- **WORK TO BE COMPLETED**: Could you reproduce the lines below from the one with "repository a018732282467b3e" through the one with "use crate::payments::PaymentError;"? Keep both ends and add nothing.

─── RECORDS PROVIDED ───

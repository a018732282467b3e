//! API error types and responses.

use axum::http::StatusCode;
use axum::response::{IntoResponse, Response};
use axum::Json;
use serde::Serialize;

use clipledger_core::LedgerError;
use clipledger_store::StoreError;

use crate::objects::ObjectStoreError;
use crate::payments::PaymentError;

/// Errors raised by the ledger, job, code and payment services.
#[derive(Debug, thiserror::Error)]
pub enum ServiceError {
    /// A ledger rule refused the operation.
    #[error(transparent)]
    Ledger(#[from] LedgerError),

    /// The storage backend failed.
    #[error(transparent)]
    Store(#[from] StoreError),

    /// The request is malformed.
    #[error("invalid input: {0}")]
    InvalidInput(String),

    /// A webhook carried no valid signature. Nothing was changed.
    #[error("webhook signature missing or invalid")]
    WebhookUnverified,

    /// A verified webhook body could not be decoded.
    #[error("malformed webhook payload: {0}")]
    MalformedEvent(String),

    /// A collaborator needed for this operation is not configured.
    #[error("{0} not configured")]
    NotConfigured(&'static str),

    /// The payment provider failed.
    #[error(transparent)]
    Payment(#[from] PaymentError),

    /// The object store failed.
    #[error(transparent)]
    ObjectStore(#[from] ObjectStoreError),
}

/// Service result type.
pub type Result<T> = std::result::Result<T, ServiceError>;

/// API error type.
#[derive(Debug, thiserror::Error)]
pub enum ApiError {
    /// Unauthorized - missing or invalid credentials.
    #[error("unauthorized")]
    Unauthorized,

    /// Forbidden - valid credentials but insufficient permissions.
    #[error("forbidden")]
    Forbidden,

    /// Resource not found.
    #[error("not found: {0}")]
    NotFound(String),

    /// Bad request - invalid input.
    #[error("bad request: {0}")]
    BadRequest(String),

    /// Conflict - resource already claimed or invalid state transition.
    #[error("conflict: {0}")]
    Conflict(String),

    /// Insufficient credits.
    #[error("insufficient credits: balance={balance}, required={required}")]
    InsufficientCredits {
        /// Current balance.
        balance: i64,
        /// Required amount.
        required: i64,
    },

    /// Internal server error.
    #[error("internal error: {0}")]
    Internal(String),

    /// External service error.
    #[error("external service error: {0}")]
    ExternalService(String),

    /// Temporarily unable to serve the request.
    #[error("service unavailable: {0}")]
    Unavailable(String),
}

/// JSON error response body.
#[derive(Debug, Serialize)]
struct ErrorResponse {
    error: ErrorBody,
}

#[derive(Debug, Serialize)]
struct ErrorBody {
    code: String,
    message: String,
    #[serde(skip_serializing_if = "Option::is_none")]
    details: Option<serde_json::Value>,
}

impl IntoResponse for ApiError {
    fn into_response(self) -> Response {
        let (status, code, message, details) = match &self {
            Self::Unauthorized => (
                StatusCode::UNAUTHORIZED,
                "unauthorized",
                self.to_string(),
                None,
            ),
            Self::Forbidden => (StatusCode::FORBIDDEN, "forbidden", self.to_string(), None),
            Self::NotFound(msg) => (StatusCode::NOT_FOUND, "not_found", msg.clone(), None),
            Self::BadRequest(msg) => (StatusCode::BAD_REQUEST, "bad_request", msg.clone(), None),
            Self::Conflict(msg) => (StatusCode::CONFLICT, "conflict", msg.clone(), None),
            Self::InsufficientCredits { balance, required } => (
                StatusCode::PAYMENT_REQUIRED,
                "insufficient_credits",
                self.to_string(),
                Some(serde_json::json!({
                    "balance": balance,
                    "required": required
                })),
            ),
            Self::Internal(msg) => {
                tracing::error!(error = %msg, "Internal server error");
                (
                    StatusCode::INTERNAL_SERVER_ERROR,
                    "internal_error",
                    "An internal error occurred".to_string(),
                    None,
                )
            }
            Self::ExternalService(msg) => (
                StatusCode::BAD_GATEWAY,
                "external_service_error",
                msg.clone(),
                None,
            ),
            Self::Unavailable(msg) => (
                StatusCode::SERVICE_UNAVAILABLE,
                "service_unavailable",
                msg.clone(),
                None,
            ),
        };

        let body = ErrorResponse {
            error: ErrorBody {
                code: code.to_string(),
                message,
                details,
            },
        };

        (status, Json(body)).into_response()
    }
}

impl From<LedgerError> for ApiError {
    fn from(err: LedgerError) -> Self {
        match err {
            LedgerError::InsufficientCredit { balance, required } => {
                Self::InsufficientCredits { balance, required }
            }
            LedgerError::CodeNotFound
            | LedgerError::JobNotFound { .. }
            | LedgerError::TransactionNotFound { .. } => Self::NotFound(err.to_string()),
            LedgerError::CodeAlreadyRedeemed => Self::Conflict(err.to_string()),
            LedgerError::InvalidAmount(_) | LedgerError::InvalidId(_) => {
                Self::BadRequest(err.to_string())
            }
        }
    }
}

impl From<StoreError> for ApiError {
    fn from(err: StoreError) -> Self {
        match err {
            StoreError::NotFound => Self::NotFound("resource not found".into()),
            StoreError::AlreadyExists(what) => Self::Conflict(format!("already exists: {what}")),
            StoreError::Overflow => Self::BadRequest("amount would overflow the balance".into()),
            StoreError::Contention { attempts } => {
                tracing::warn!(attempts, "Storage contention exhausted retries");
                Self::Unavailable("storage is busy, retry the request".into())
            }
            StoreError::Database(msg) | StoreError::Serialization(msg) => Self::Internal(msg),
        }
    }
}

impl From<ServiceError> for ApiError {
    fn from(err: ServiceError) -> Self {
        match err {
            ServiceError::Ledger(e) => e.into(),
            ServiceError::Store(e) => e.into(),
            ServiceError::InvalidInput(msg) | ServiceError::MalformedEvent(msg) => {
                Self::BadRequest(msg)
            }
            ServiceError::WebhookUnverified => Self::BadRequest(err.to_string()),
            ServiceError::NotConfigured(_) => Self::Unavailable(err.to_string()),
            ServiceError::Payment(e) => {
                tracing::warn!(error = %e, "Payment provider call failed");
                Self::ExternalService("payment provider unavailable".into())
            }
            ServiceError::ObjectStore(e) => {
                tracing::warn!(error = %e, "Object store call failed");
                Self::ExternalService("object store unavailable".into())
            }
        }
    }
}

───
─── RECORDS PROVIDED ───

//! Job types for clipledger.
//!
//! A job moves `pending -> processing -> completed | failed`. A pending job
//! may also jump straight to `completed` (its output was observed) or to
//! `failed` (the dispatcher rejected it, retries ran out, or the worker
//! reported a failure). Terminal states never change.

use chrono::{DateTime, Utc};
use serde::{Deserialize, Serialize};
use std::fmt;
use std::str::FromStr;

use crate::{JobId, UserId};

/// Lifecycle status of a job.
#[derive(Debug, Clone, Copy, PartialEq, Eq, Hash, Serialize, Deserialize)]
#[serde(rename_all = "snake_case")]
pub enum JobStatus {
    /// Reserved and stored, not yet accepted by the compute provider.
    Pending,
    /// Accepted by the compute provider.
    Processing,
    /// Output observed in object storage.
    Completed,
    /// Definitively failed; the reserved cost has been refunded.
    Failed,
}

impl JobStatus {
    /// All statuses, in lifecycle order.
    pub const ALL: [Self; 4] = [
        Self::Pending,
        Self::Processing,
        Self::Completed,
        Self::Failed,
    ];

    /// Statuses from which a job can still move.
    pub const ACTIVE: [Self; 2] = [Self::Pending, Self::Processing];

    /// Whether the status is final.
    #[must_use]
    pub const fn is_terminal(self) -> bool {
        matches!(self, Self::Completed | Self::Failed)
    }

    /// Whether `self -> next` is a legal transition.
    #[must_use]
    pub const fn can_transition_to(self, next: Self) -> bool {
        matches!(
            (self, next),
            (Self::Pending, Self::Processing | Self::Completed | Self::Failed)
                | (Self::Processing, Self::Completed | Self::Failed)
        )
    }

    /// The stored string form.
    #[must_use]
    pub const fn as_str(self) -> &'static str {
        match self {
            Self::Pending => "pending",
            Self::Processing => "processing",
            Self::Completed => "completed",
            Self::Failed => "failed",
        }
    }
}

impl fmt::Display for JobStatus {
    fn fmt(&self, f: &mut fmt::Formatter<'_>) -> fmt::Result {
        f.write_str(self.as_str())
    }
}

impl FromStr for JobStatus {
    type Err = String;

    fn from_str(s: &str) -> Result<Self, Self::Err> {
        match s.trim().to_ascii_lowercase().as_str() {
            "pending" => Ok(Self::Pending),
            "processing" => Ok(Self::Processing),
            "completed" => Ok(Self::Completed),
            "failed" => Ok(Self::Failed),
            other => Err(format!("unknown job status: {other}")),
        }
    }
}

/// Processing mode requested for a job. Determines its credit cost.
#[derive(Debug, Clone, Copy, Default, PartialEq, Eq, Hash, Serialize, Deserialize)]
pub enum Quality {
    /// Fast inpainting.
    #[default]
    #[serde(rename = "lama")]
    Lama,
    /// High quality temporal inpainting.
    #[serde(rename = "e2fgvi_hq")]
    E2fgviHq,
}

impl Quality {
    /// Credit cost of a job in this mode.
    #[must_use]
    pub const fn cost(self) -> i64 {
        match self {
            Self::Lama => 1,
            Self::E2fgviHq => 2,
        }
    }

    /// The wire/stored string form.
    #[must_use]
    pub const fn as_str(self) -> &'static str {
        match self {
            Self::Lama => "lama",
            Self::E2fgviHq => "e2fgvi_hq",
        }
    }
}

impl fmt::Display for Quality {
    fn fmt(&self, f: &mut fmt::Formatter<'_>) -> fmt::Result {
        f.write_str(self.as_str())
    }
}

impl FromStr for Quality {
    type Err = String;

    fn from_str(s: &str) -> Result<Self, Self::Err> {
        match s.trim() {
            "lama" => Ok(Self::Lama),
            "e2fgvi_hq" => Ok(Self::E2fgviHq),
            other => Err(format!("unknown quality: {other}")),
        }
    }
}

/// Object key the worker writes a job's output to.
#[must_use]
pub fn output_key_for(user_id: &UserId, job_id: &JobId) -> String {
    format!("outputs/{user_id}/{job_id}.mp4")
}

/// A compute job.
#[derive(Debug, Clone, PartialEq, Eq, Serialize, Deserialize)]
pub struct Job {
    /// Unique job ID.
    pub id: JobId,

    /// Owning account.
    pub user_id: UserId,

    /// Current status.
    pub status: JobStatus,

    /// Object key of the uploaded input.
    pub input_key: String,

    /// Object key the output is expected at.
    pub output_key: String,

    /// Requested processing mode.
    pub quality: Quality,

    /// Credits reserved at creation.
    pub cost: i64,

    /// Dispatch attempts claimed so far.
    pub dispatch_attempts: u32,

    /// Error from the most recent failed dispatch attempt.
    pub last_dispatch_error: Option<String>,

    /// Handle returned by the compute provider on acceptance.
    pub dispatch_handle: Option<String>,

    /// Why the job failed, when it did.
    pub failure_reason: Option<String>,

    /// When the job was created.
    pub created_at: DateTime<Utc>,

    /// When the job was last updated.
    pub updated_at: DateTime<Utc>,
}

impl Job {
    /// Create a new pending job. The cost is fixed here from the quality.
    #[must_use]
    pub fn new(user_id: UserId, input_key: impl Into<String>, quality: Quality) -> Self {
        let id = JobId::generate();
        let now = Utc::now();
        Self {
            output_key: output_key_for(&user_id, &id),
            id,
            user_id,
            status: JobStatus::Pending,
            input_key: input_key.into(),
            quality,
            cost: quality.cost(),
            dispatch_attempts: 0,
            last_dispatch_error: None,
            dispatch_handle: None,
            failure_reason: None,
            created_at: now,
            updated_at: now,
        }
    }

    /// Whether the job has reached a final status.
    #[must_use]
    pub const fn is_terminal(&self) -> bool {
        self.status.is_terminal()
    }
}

───
─── RECORDS PROVIDED ───

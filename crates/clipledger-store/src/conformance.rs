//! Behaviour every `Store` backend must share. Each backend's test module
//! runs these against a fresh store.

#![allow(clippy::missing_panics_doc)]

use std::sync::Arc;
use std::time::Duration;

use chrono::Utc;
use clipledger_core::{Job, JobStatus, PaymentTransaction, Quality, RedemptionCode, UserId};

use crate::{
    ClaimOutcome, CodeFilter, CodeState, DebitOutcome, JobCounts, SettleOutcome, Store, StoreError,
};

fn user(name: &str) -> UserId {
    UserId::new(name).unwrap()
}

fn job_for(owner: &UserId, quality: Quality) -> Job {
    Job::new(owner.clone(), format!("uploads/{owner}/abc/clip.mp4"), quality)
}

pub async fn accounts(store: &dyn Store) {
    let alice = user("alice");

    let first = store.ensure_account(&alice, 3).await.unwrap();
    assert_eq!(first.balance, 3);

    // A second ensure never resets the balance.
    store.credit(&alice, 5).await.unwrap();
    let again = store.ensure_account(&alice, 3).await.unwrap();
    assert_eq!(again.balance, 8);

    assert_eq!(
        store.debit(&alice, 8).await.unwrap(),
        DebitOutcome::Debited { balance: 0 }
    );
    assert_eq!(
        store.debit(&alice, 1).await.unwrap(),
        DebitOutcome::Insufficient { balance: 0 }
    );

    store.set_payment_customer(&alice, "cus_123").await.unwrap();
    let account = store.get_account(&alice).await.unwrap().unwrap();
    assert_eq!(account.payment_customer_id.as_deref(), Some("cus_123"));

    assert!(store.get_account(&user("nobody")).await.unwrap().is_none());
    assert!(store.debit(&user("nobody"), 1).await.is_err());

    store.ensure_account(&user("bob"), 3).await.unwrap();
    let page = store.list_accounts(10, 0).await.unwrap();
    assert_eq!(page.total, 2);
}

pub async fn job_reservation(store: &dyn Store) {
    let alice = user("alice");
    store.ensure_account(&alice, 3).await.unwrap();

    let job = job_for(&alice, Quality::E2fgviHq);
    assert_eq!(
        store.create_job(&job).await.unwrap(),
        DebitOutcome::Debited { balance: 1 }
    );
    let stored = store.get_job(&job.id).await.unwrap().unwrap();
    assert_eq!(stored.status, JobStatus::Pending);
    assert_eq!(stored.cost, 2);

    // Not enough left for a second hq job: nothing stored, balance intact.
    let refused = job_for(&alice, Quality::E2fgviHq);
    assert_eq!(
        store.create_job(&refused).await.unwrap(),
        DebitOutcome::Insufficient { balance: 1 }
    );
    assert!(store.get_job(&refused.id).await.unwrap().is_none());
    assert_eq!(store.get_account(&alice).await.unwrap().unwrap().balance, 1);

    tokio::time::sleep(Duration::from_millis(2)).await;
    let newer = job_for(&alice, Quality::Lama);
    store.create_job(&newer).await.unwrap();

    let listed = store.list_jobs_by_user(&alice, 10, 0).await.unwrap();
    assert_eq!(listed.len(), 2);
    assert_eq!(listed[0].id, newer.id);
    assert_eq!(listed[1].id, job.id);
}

───

- **ANSWER**:
repository a018732282467b3e
//! API error types and responses.

use axum::http::StatusCode;
use axum::response::{IntoResponse, Response};
use axum::Json;
use serde::Serialize;

use clipledger_core::LedgerError;
use clipledger_store::StoreError;

use crate::objects::ObjectStoreError;
use crate::payments::PaymentError;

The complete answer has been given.